## WORK TO BE COMPLETED
From the line containing "pub mod prelude" through the last line, print the records exactly and nothing else.

## THE INPUT
= = = =
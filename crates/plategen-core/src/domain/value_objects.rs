//! Domain value objects: TemplateId, CodeAlphabet, ArtifactFormat, Point.
//!
//! # Design
//!
//! These are pure value types: `Copy`, equality-by-value, no identity.
//! They hold NO layout data. Everything a template knows about its geometry
//! lives in `registry.rs`. This file's only job is to define the types, their
//! string representations, and their `FromStr` parsers.
//!
//! # Adding a New Template
//!
//! 1. Add the `TemplateId` variant here, plus its `as_str` and `FromStr` arms
//! 2. Add a `TemplateConfig` entry in `registry.rs`
//! 3. Ship its `.scad` source script with the adapters crate

use crate::domain::error::DomainError;
use serde::{Deserialize, Serialize};
use std::fmt;
use std::str::FromStr;

// ── TemplateId ───────────────────────────────────────────────────────────────

/// A supported plate template.
///
/// The set is closed: unknown identifiers are rejected at parse time with
/// [`DomainError::UnknownTemplate`].
#[derive(Debug, Clone, Copy, PartialEq, Eq, Hash, Serialize, Deserialize)]
pub enum TemplateId {
    #[serde(rename = "dubai_new")]
    DubaiNew,
    #[serde(rename = "dubai_old")]
    DubaiOld,
    #[serde(rename = "dubai_new_sm")]
    DubaiNewSmall,
    #[serde(rename = "sharjah_old")]
    SharjahOld,
}

impl TemplateId {
    /// Every template, in display order.
    pub const ALL: [TemplateId; 4] = [
        Self::DubaiNew,
        Self::DubaiNewSmall,
        Self::DubaiOld,
        Self::SharjahOld,
    ];

    pub const fn as_str(&self) -> &'static str {
        match self {
            Self::DubaiNew => "dubai_new",
            Self::DubaiOld => "dubai_old",
            Self::DubaiNewSmall => "dubai_new_sm",
            Self::SharjahOld => "sharjah_old",
        }
    }

    /// Layout configuration for this template.
    ///
    /// Delegates to `registry::lookup`. Do not add match arms here.
    pub fn config(self) -> &'static crate::domain::registry::TemplateConfig {
        crate::domain::registry::lookup(self)
    }
}

impl fmt::Display for TemplateId {
    fn fmt(&self, f: &mut fmt::Formatter<'_>) -> fmt::Result {
        f.write_str(self.as_str())
    }
}

impl FromStr for TemplateId {
    type Err = DomainError;

    fn from_str(s: &str) -> Result<Self, Self::Err> {
        match s {
            "dubai_new" => Ok(Self::DubaiNew),
            "dubai_old" => Ok(Self::DubaiOld),
            "dubai_new_sm" => Ok(Self::DubaiNewSmall),
            "sharjah_old" => Ok(Self::SharjahOld),
            other => Err(DomainError::UnknownTemplate {
                name: other.to_string(),
            }),
        }
    }
}

// ── CodeAlphabet ──────────────────────────────────────────────────────────────

/// Characters a template accepts in its plate code.
#[derive(Debug, Clone, Copy, PartialEq, Eq, Hash, Serialize, Deserialize)]
#[serde(rename_all = "lowercase")]
pub enum CodeAlphabet {
    /// ASCII letters `A-Z` (input is upper-cased first).
    Letters,
    /// ASCII digits `0-9`.
    Digits,
}

impl CodeAlphabet {
    pub const fn as_str(&self) -> &'static str {
        match self {
            Self::Letters => "letters",
            Self::Digits => "digits",
        }
    }

    pub fn accepts(self, c: char) -> bool {
        match self {
            Self::Letters => c.is_ascii_uppercase(),
            Self::Digits => c.is_ascii_digit(),
        }
    }
}

impl fmt::Display for CodeAlphabet {
    fn fmt(&self, f: &mut fmt::Formatter<'_>) -> fmt::Result {
        f.write_str(self.as_str())
    }
}

// ── ArtifactFormat ────────────────────────────────────────────────────────────

/// Model file format requested from the geometry compiler.
///
/// OpenSCAD picks its exporter from the output file extension, so the
/// format is fully described by [`ArtifactFormat::extension`].
#[derive(Debug, Clone, Copy, PartialEq, Eq, Hash, Default, Serialize, Deserialize)]
#[serde(rename_all = "lowercase")]
pub enum ArtifactFormat {
    #[default]
    Stl,
    #[serde(rename = "3mf")]
    ThreeMf,
    Off,
    Amf,
}

impl ArtifactFormat {
    pub const fn extension(&self) -> &'static str {
        match self {
            Self::Stl => "stl",
            Self::ThreeMf => "3mf",
            Self::Off => "off",
            Self::Amf => "amf",
        }
    }
}

impl fmt::Display for ArtifactFormat {
    fn fmt(&self, f: &mut fmt::Formatter<'_>) -> fmt::Result {
        f.write_str(self.extension())
    }
}

impl FromStr for ArtifactFormat {
    type Err = DomainError;

    fn from_str(s: &str) -> Result<Self, Self::Err> {
        match s.trim_start_matches('.').to_ascii_lowercase().as_str() {
            "stl" => Ok(Self::Stl),
            "3mf" => Ok(Self::ThreeMf),
            "off" => Ok(Self::Off),
            "amf" => Ok(Self::Amf),
            other => Err(DomainError::UnsupportedFormat {
                format: other.to_string(),
            }),
        }
    }
}

// ── Point ─────────────────────────────────────────────────────────────────────

/// A 2D position on the plate face, in millimetres.
#[derive(Debug, Clone, Copy, PartialEq, Serialize, Deserialize)]
pub struct Point {
    pub x: f64,
    pub y: f64,
}

impl Point {
    pub const fn new(x: f64, y: f64) -> Self {
        Self { x, y }
    }
}

impl fmt::Display for Point {
    fn fmt(&self, f: &mut fmt::Formatter<'_>) -> fmt::Result {
        write!(f, "({}, {})", self.x, self.y)
    }
}
//! Script store adapters.
//!
//! The bundled scripts are compiled into the binary. A directory store lets
//! an operator swap in their own artwork without rebuilding.
//!
//! # Resolution order
//!
//! [`resolve`] picks the first of:
//!
//! 1. An explicitly configured directory (`paths.scripts_dir` / `--scripts-dir`)
//! 2. **`$PLATEGEN_SCRIPTS_DIR`**
//! 3. The scripts embedded at build time
//!
//! A configured directory that does not exist is an error, not a silent
//! fallback; operators who set it expect their scripts to be used.

mod directory;
mod embedded;

use std::path::{Path, PathBuf};

use tracing::{debug, info};

use plategen_core::{application::ports::ScriptStore, error::PlateResult};

pub use directory::DirectoryScriptStore;
pub use embedded::EmbeddedScriptStore;

/// Environment override for the scripts directory.
pub const SCRIPTS_DIR_ENV: &str = "PLATEGEN_SCRIPTS_DIR";

/// Where the active scripts came from, for display.
#[derive(Debug, Clone, PartialEq, Eq)]
pub enum ScriptSource {
    Configured(PathBuf),
    Environment(PathBuf),
    Embedded,
}

impl std::fmt::Display for ScriptSource {
    fn fmt(&self, f: &mut std::fmt::Formatter<'_>) -> std::fmt::Result {
        match self {
            Self::Configured(p) => write!(f, "{} (configured)", p.display()),
            Self::Environment(p) => write!(f, "{} (${SCRIPTS_DIR_ENV})", p.display()),
            Self::Embedded => f.write_str("bundled scripts"),
        }
    }
}

/// Decide which scripts to use without loading them.
pub fn locate(configured: Option<&Path>) -> ScriptSource {
    if let Some(dir) = configured {
        return ScriptSource::Configured(dir.to_path_buf());
    }
    match std::env::var_os(SCRIPTS_DIR_ENV) {
        Some(dir) if !dir.is_empty() => ScriptSource::Environment(PathBuf::from(dir)),
        _ => ScriptSource::Embedded,
    }
}

/// Build the store for a located source.
pub fn open(source: &ScriptSource) -> PlateResult<Box<dyn ScriptStore>> {
    match source {
        ScriptSource::Configured(dir) | ScriptSource::Environment(dir) => {
            let store = DirectoryScriptStore::open(dir)?;
            info!(path = %dir.display(), count = store.len(), "scripts loaded from directory");
            Ok(Box::new(store))
        }
        ScriptSource::Embedded => {
            debug!("using bundled scripts");
            Ok(Box::new(EmbeddedScriptStore::new()))
        }
    }
}

/// [`locate`] then [`open`].
pub fn resolve(configured: Option<&Path>) -> PlateResult<(ScriptSource, Box<dyn ScriptStore>)> {
    let source = locate(configured);
    let store = open(&source)?;
    Ok((source, store))
}
//! Plategen Core - Hexagonal Architecture Implementation
//!
//! This crate provides the domain and application layers for the Plategen
//! number-plate model generator, following hexagonal (ports and adapters)
//! architecture.
//!
//! ## Architecture Overview
//!
//! ```text
//! ┌─────────────────────────────────────────┐
//! │           plategen-cli (CLI)            │
//! │       (Drives GenerationService)        │
//! └──────────────────┬──────────────────────┘
//!                    │ calls
//!                    ▼
//! ┌─────────────────────────────────────────┐
//! │         Application Services            │
//! │ (GenerationService, RenderInvoker, ...) │
//! └──────────────────┬──────────────────────┘
//!                    │ uses
//!                    ▼
//! ┌─────────────────────────────────────────┐
//! │      Application Ports (Traits)         │
//! │ (ScriptStore, Filesystem, GeometryComp.)│
//! └──────────────────┬──────────────────────┘
//!                    │ implemented by
//!                    ▼
//! ┌─────────────────────────────────────────┐
//! │    plategen-adapters (Infrastructure)   │
//! │ (EmbeddedScriptStore, OpenScadCompiler) │
//! └─────────────────────────────────────────┘
//!                    │
//!                    ▼
//! ┌─────────────────────────────────────────┐
//! │         Domain Layer (Pure Logic)       │
//! │ (Registry, Validator, Layout, Composer) │
//! └─────────────────────────────────────────┘
//! ```
//!
//! ## Usage
//!
//! ```rust,ignore
//! use plategen_core::prelude::*;
//!
//! let invoker = RenderInvoker::new(compiler, filesystem, RenderSettings::default());
//! let service = GenerationService::try_new(scripts, invoker)?;
//!
//! let artifact = service.generate(&RawPlateRequest::new("dubai_new", "a", "12345"))?;
//! assert_eq!(artifact.output_file_name.as_str(), "A-12345.stl");
//! ```

pub mod domain;

pub mod application;

pub mod error;

// Public API - what external crates should use
pub mod prelude {
    pub use crate::application::{
        GenerationResponse, GenerationService, RenderInvoker, RenderSettings, TemplateService,
        ports::{CompileOutcome, CompileStatus, Filesystem, GeometryCompiler, ScriptStore},
    };
    pub use crate::domain::{
        ArtifactFormat, ArtifactName, ComposedScript, GenerationArtifact, PlateRequest,
        RawPlateRequest, ResolvedLayout, TemplateConfig, TemplateId,
    };
    pub use crate::error::{ErrorKind, PlateError, PlateResult};
}

// Version info
pub const VERSION: &str = env!("CARGO_PKG_VERSION");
= = = =
## RESPONSE
pub mod prelude {
    pub use crate::application::{
        GenerationResponse, GenerationService, RenderInvoker, RenderSettings, TemplateService,
        ports::{CompileOutcome, CompileStatus, Filesystem, GeometryCompiler, ScriptStore},
    };
    pub use crate::domain::{
        ArtifactFormat, ArtifactName, ComposedScript, GenerationArtifact, PlateRequest,
        RawPlateRequest, ResolvedLayout, TemplateConfig, TemplateId,
    };
    pub use crate::error::{ErrorKind, PlateError, PlateResult};
}

// Version info
pub const VERSION: &str = env!("CARGO_PKG_VERSION");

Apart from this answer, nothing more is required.